- **Data for review**
....
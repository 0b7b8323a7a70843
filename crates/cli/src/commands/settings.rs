//! `cloudwarden settings` — show or update runtime settings.

use super::{CmdResult, Runtime};
use cloudwarden_core::provider::Provider;
use cloudwarden_core::settings::SettingsPatch;
use cloudwarden_core::store::PersistQueueStore;
use cloudwarden_providers::OpenAiCompatProvider;

pub async fn run(model: Option<String>, monitor: Option<bool>, max_requests: Option<u32>) -> CmdResult {
    let runtime = Runtime::open().await?;

    let patch = SettingsPatch {
        model,
        max_requests,
        monitor_mode: monitor,
    };

    if let Some(model) = &patch.model {
        if !runtime.config.catalog.knows_model(model) {
            return Err(format!("Invalid model: {model}").into());
        }
        check_model_access(&runtime, model).await?;
    }
    if patch.max_requests == Some(0) {
        return Err("max-requests must be at least 1".into());
    }

    let settings = if patch.is_empty() {
        runtime.store.get_settings().await?
    } else {
        let updated = runtime.store.update_settings(patch).await?;
        println!("✅ Settings updated successfully");
        updated
    };

    println!("  Model:         {}", settings.model);
    println!("  Max requests:  {}", settings.max_requests);
    println!("  Monitor mode:  {}", if settings.monitor_mode { "on" } else { "off" });
    Ok(())
}

/// Ask the backend whether the key can use `model`; skipped without a key.
async fn check_model_access(runtime: &Runtime, model: &str) -> CmdResult {
    let mut config = runtime.config.clone();
    if !config.has_api_key() {
        config.api_key = runtime.store.get_credentials().await?.and_then(|c| c.model_api_key);
    }
    let Ok(provider) = OpenAiCompatProvider::from_config(&config) else {
        tracing::warn!(model, "No API key available, skipping model access check");
        return Ok(());
    };
    if !provider.has_model(model).await? {
        return Err(format!("Model not available: {model}").into());
    }
    Ok(())
}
....
- **Exercise requirements**
Take every line above where "into" appears and copy it.

- **Result of this task**
            return Err(format!("Invalid model: {model}").into());
        return Err("max-requests must be at least 1".into());
        return Err(format!("Model not available: {model}").into());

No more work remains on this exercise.